Здравствуй, страна героев! | страница 5
Я был всего-навсего ротным придурком, он же — придурком армейского масштаба, начальником политканцелярии 18-ой армии — Леонид Ильич Брежнев, ныне маршал Советского Союза и выдающийся полководец нашего времени.[2]
…Себя я более или менее отчетливо помню с пятилетнего возраста.
И снова какое-то странное совпадение в нашем семействе: мой папа начал помнить себя с кишеневского погрома, тетя помнила себя с одесского погрома (куда вся семья бежала из Кишинева), старший брат папы дядя Марк начал помнить себя с погрома в Белой Церкви, откуда они бежали в Кишенев.
Я тоже помню себя с погрома… в Китае, откуда папа, мама и я бежали в Москву.
Это было в 1929 году, когда вспыхнул советско китайский конфликт из-за КВЖД, и китайцы напали на советское консульство в Тяньцзине, где мы в тот момент обитали.
Почему мой папа после академии оказался в Китае, в должности младшего сотрудника торгпредства? На этот вопрос я не могу ответить. Наверное, для того, чтобы изучать китайский язык, для практики (другого практиканта, папиного приятеля, китайцы почему-то повесили).
У папы вроде неприятностей не было, он носил две фамилии: Ларский и Поляк. Ларский — был его псевдоним, партийная кличка, его большевистская фамилия, а Поляк — это настоящая фамилия нашей семьи.
Так вот, на его счастье, китайцы не догадывались, что скромный товаровед «мистер» Поляк и комбриг Красной Армии товарищ Ларский — одно и то же лицо, мой папа.
Такие манипуляции папа совершал не впервые.

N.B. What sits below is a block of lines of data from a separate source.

//! Outbound provider plumbing: the single point of entry for every external HTTP call.
//!
//! RULE: embedding and feedback adapters never build their own `reqwest::Client`; they go
//! through `ProviderHttp`, which owns timeouts, retries and error-body parsing.
//!
//! Retries live here, in the collaborator's client. The scoring pipeline never retries.

use std::time::Duration;

use anyhow::{Context, Result};
use reqwest::{Client, RequestBuilder};
use serde::{de::DeserializeOwned, Deserialize};
use tracing::{debug, warn};

use crate::errors::ProviderError;

pub mod embedding;
pub mod feedback;

const MAX_ATTEMPTS: u32 = 3;
const DEFAULT_BACKOFF: Duration = Duration::from_millis(1000);
const HTTP_TIMEOUT: Duration = Duration::from_secs(60);

/// Error payloads seen across providers: `{"error": {"message": ..}}` (OpenAI, Groq,
/// Gemini) and `{"error": ".."}` (HuggingFace).
#[derive(Debug, Deserialize)]
#[serde(untagged)]
enum ProviderErrorBody {
    Nested { error: ProviderErrorMessage },
    Flat { error: String },
}

#[derive(Debug, Deserialize)]
struct ProviderErrorMessage {
    message: String,
}

impl ProviderErrorBody {
    fn into_message(self) -> String {
        match self {
            ProviderErrorBody::Nested { error } => error.message,
            ProviderErrorBody::Flat { error } => error,
        }
    }
}

/// Shared HTTP client for all providers, with retry on 429 / 5xx / transport errors.
#[derive(Clone)]
pub struct ProviderHttp {
    client: Client,
    backoff: Duration,
}

impl ProviderHttp {
    pub fn new() -> Result<Self> {
        let client = Client::builder()
            .timeout(HTTP_TIMEOUT)
            .build()
            .context("Failed to build HTTP client")?;

        Ok(Self {
            client,
            backoff: DEFAULT_BACKOFF,
        })
    }

    /// Base delay of the exponential backoff (`backoff`, `2 × backoff`, ...).
    pub fn with_backoff(mut self, backoff: Duration) -> Self {
        self.backoff = backoff;
        self
    }

    /// Sends the request built by `build` and decodes a JSON success body into `T`.
    ///
    /// `build` is called once per attempt since a sent `RequestBuilder` cannot be replayed.
    pub async fn send_json<T, F>(&self, provider: &str, build: F) -> Result<T, ProviderError>
    where
        T: DeserializeOwned,
        F: Fn(&Client) -> RequestBuilder,
    {
        let mut last_error: Option<ProviderError> = None;

        for attempt in 0..MAX_ATTEMPTS {
            if attempt > 0 {
                let delay = self.backoff * (1 << (attempt - 1));
                warn!(
                    "{provider} call attempt {attempt} failed, retrying after {}ms...",
                    delay.as_millis()
                );
                tokio::time::sleep(delay).await;
            }

            let response = match build(&self.client).send().await {
                Ok(r) => r,
                Err(e) => {
                    last_error = Some(ProviderError::Http(e));
                    continue;
                }
            };

            let status = response.status();

            if status.as_u16() == 429 || status.is_server_error() {
                let body = response.text().await.unwrap_or_default();
                warn!("{provider} returned {status}: {body}");
                last_error = Some(ProviderError::Api {
                    status: status.as_u16(),
                    message: body,
                });
                continue;
            }

            let body = response.text().await?;

            if !status.is_success() {
                let message = serde_json::from_str::<ProviderErrorBody>(&body)
                    .map(ProviderErrorBody::into_message)
                    .unwrap_or(body);
                return Err(ProviderError::Api {
                    status: status.as_u16(),
                    message,
                });
            }

            debug!("{provider} call succeeded ({} bytes)", body.len());

            return serde_json::from_str(&body)
                .map_err(|e| ProviderError::Malformed(format!("{provider}: {e}")));
        }

        Err(last_error.unwrap_or(ProviderError::Api {
            status: 429,
            message: format!("gave up after {MAX_ATTEMPTS} attempts"),
        }))
    }
}

#[cfg(test)]
mod tests {
    use super::*;
    use mockito::Server;
    use serde_json::Value;

    fn http() -> ProviderHttp {
        ProviderHttp::new()
            .unwrap()
            .with_backoff(Duration::from_millis(1))
    }

    #[tokio::test]
    async fn test_success_body_is_decoded() {
        let mut server = Server::new_async().await;
        let mock = server
            .mock("POST", "/ok")
            .with_status(200)
            .with_body(r#"{"value": 7}"#)
            .create_async()
            .await;

        let url = format!("{}/ok", server.url());
        let body: Value = http()
            .send_json("test", |c| c.post(&url))
            .await
            .unwrap();

        assert_eq!(body["value"], 7);
        mock.assert_async().await;
    }

    #[tokio::test]
    async fn test_server_errors_are_retried_then_reported() {
        let mut server = Server::new_async().await;
        let mock = server
            .mock("POST", "/flaky")
            .with_status(503)
            .with_body("overloaded")
            .expect(3)
            .create_async()
            .await;

        let url = format!("{}/flaky", server.url());
        let err = http()
            .send_json::<Value, _>("test", |c| c.post(&url))
            .await
            .unwrap_err();

        assert!(matches!(err, ProviderError::Api { status: 503, .. }));
        mock.assert_async().await;
    }

    #[tokio::test]
    async fn test_client_errors_are_not_retried() {
        let mut server = Server::new_async().await;
        let mock = server
            .mock("POST", "/denied")
            .with_status(401)
            .with_body(r#"{"error": {"message": "Invalid API key"}}"#)
            .expect(1)
            .create_async()
            .await;

        let url = format!("{}/denied", server.url());
        let err = http()
            .send_json::<Value, _>("test", |c| c.post(&url))
            .await
            .unwrap_err();

        match err {
            ProviderError::Api { status, message } => {
                assert_eq!(status, 401);
                assert_eq!(message, "Invalid API key");
            }
            other => panic!("unexpected error: {other:?}"),
        }
        mock.assert_async().await;
    }

    #[tokio::test]
    async fn test_flat_error_body_is_parsed() {
        let mut server = Server::new_async().await;
        server
            .mock("POST", "/hf")
            .with_status(400)
            .with_body(r#"{"error": "Model is loading"}"#)
            .create_async()
            .await;

        let url = format!("{}/hf", server.url());
        let err = http()
            .send_json::<Value, _>("test", |c| c.post(&url))
            .await
            .unwrap_err();

        assert_eq!(err.to_string(), "API error (status 400): Model is loading");
    }

    #[tokio::test]
    async fn test_invalid_json_is_malformed() {
        let mut server = Server::new_async().await;
        server
            .mock("POST", "/garbage")
            .with_status(200)
            .with_body("<html>not json</html>")
            .create_async()
            .await;

        let url = format!("{}/garbage", server.url());
        let err = http()
            .send_json::<Value, _>("test", |c| c.post(&url))
            .await
            .unwrap_err();

        assert!(matches!(err, ProviderError::Malformed(_)));
    }
}
//! Embedding providers and the ordered fallback chain over them.

use std::sync::Arc;
use std::time::Duration;

use async_trait::async_trait;
use tracing::{info, warn};

use crate::errors::ProviderError;

pub mod huggingface;
pub mod openai;

pub use huggingface::HuggingFaceEmbedder;
pub use openai::OpenAiEmbedder;

/// Character budget for text sent to an embedding model. Truncation keeps the prefix.
pub const MAX_EMBEDDING_INPUT_CHARS: usize = 5000;

pub type EmbeddingVector = Vec<f32>;

/// A service that turns text into a vector. Implementations must truncate `text` to
/// `max_input_chars` characters before sending it.
#[async_trait]
pub trait EmbeddingProvider: Send + Sync {
    fn name(&self) -> &str;

    async fn embed(
        &self,
        text: &str,
        max_input_chars: usize,
    ) -> Result<EmbeddingVector, ProviderError>;
}

/// Two vectors produced by the same provider.
#[derive(Debug, Clone, PartialEq)]
pub struct EmbeddedPair {
    pub provider: String,
    pub left: EmbeddingVector,
    pub right: EmbeddingVector,
}

/// Providers tried in priority order; the first that embeds both texts wins.
///
/// Both texts always come from one provider: vectors from different models do not share a
/// space, so a provider that fails either text is skipped as a whole.
#[derive(Clone)]
pub struct EmbeddingChain {
    providers: Vec<Arc<dyn EmbeddingProvider>>,
    timeout: Duration,
}

impl EmbeddingChain {
    pub fn new(providers: Vec<Arc<dyn EmbeddingProvider>>, timeout: Duration) -> Self {
        Self { providers, timeout }
    }

    pub fn is_empty(&self) -> bool {
        self.providers.is_empty()
    }

    pub fn provider_names(&self) -> Vec<&str> {
        self.providers.iter().map(|p| p.name()).collect()
    }

    pub async fn embed_pair(&self, left: &str, right: &str) -> Result<EmbeddedPair, ProviderError> {
        let mut last_error = ProviderError::NotConfigured;

        for provider in &self.providers {
            match self.embed_pair_with(provider.as_ref(), left, right).await {
                Ok(pair) => {
                    info!(provider = provider.name(), dims = pair.left.len(), "embeddings ready");
                    return Ok(pair);
                }
                Err(e) => {
                    warn!(provider = provider.name(), "embedding provider failed: {e}");
                    last_error = e;
                }
            }
        }

        Err(last_error)
    }

    async fn embed_pair_with(
        &self,
        provider: &dyn EmbeddingProvider,
        left: &str,
        right: &str,
    ) -> Result<EmbeddedPair, ProviderError> {
        let both = async {
            tokio::try_join!(
                provider.embed(left, MAX_EMBEDDING_INPUT_CHARS),
                provider.embed(right, MAX_EMBEDDING_INPUT_CHARS),
            )
        };

        let (left, right) = tokio::time::timeout(self.timeout, both)
            .await
            .map_err(|_| ProviderError::Timeout(self.timeout))??;

        let left = validate_vector(left)?;
        let right = validate_vector(right)?;

        if left.len() != right.len() {
            return Err(ProviderError::DimensionMismatch {
                left: left.len(),
                right: right.len(),
            });
        }

        Ok(EmbeddedPair {
            provider: provider.name().to_string(),
            left,
            right,
        })
    }
}

/// Rejects vectors no similarity can be computed from.
pub fn validate_vector(vector: EmbeddingVector) -> Result<EmbeddingVector, ProviderError> {
    if vector.is_empty() {
        return Err(ProviderError::Malformed("empty embedding".to_string()));
    }
    if let Some(bad) = vector.iter().find(|x| !x.is_finite()) {
        return Err(ProviderError::Malformed(format!(
            "non-finite embedding component {bad}"
        )));
    }
    Ok(vector)
}
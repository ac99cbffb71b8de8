use async_trait::async_trait;
use serde::{Deserialize, Serialize};

use crate::errors::ProviderError;
use crate::providers::feedback::prompts::{
    build_feedback_prompt, FEEDBACK_MAX_TOKENS, FEEDBACK_SYSTEM, FEEDBACK_TEMPERATURE,
};
use crate::providers::feedback::{FeedbackGenerator, FeedbackRequest};
use crate::providers::ProviderHttp;

#[derive(Debug, Serialize)]
struct ChatCompletionRequest<'a> {
    model: &'a str,
    messages: Vec<ChatMessage<'a>>,
    temperature: f32,
    max_tokens: u32,
}

#[derive(Debug, Serialize)]
struct ChatMessage<'a> {
    role: &'a str,
    content: &'a str,
}

#[derive(Debug, Deserialize)]
struct ChatCompletionResponse {
    choices: Vec<ChatChoice>,
}

#[derive(Debug, Deserialize)]
struct ChatChoice {
    message: ChatChoiceMessage,
}

#[derive(Debug, Deserialize)]
struct ChatChoiceMessage {
    content: Option<String>,
}

/// Groq chat completions (OpenAI-compatible). Primary feedback backend.
pub struct GroqFeedback {
    http: ProviderHttp,
    api_key: String,
    model: String,
    base_url: String,
}

impl GroqFeedback {
    pub fn new(http: ProviderHttp, api_key: String, base_url: String, model: String) -> Self {
        Self {
            http,
            api_key,
            model,
            base_url: base_url.trim_end_matches('/').to_string(),
        }
    }
}

#[async_trait]
impl FeedbackGenerator for GroqFeedback {
    fn name(&self) -> &str {
        "groq"
    }

    async fn generate_feedback(&self, request: &FeedbackRequest) -> Result<String, ProviderError> {
        let prompt = build_feedback_prompt(request);
        let body = ChatCompletionRequest {
            model: &self.model,
            messages: vec![
                ChatMessage {
                    role: "system",
                    content: FEEDBACK_SYSTEM,
                },
                ChatMessage {
                    role: "user",
                    content: &prompt,
                },
            ],
            temperature: FEEDBACK_TEMPERATURE,
            max_tokens: FEEDBACK_MAX_TOKENS,
        };
        let url = format!("{}/chat/completions", self.base_url);

        let response: ChatCompletionResponse = self
            .http
            .send_json(self.name(), |client| {
                client.post(&url).bearer_auth(&self.api_key).json(&body)
            })
            .await?;

        response
            .choices
            .into_iter()
            .next()
            .and_then(|c| c.message.content)
            .ok_or(ProviderError::EmptyContent)
    }
}
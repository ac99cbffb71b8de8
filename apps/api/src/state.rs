use std::sync::Arc;

use crate::analysis::pipeline::AnalysisPipeline;

/// Shared application state injected into all route handlers via Axum extractors.
#[derive(Clone)]
pub struct AppState {
    /// Embedding and feedback chains are fixed at startup.
    pub pipeline: Arc<AnalysisPipeline>,
}
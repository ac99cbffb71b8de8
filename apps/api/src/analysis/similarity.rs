use thiserror::Error;

#[derive(Debug, Clone, Copy, PartialEq, Eq, Error)]
#[error("cannot compare embeddings of length {left} and {right}")]
pub struct DimensionMismatch {
    pub left: usize,
    pub right: usize,
}

/// Cosine similarity in [-1, 1], accumulated in f64.
///
/// Vectors of different lengths are rejected rather than compared over a prefix: they come
/// from different models and the angle between them means nothing. A zero norm (including
/// an empty vector) yields 0.
pub fn cosine_similarity(a: &[f32], b: &[f32]) -> Result<f64, DimensionMismatch> {
    if a.len() != b.len() {
        return Err(DimensionMismatch {
            left: a.len(),
            right: b.len(),
        });
    }

    let (mut dot, mut norm_a, mut norm_b) = (0.0_f64, 0.0_f64, 0.0_f64);
    for (x, y) in a.iter().zip(b) {
        let (x, y) = (f64::from(*x), f64::from(*y));
        dot += x * y;
        norm_a += x * x;
        norm_b += y * y;
    }

    if norm_a == 0.0 || norm_b == 0.0 {
        return Ok(0.0);
    }

    Ok((dot / (norm_a.sqrt() * norm_b.sqrt())).clamp(-1.0, 1.0))
}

Еще во время гражданской войны ему удалось обвести вокруг пальца деникинскую и британскую контрразведки, которые за ним охотились. В одном случае он выкрутился, доказав, что он никакой не Ларский, а Поляк, а в другом, наоборот, — что он не Поляк, а Ларский.
Забегая вперед, отмечу, что с «органами» НКВД-МГБ у него этот фокус почему-то не удался. Он пострадал и как Ларский (за мнимое участие в троцкистской оппозиции), и как Поляк (безродный космополит), и, доживи папа до наших времен, он, возможно, пострадал бы и в третий раз за обе свои фамилии вместе, как агент мирового сионизма (троцкист плюс космополит).
Мне кажется, что под конец своей жизни, когда папа совсем ослеп после неудачной операции, он начал немного прозревать.
Один из его близких друзей и сподвижников по революционной борьбе как-то спросил напрямую: «Гриша, может, зря мы все это затевали?»
Отец, вечно воинствующий ленинец, на этот раз промолчал.
Когда я, уже будучи в солидном возрасте, читал в газетах о бесчинствах хунвейбинов, пережитый мной погром всплывал перед глазами. Из-за высокой железной ограды консульства летел град камней и палок. Слышался свист и крики многотысячной толпы. Мама была в панике. Мы долго сидели под крышей и дрожали от страха.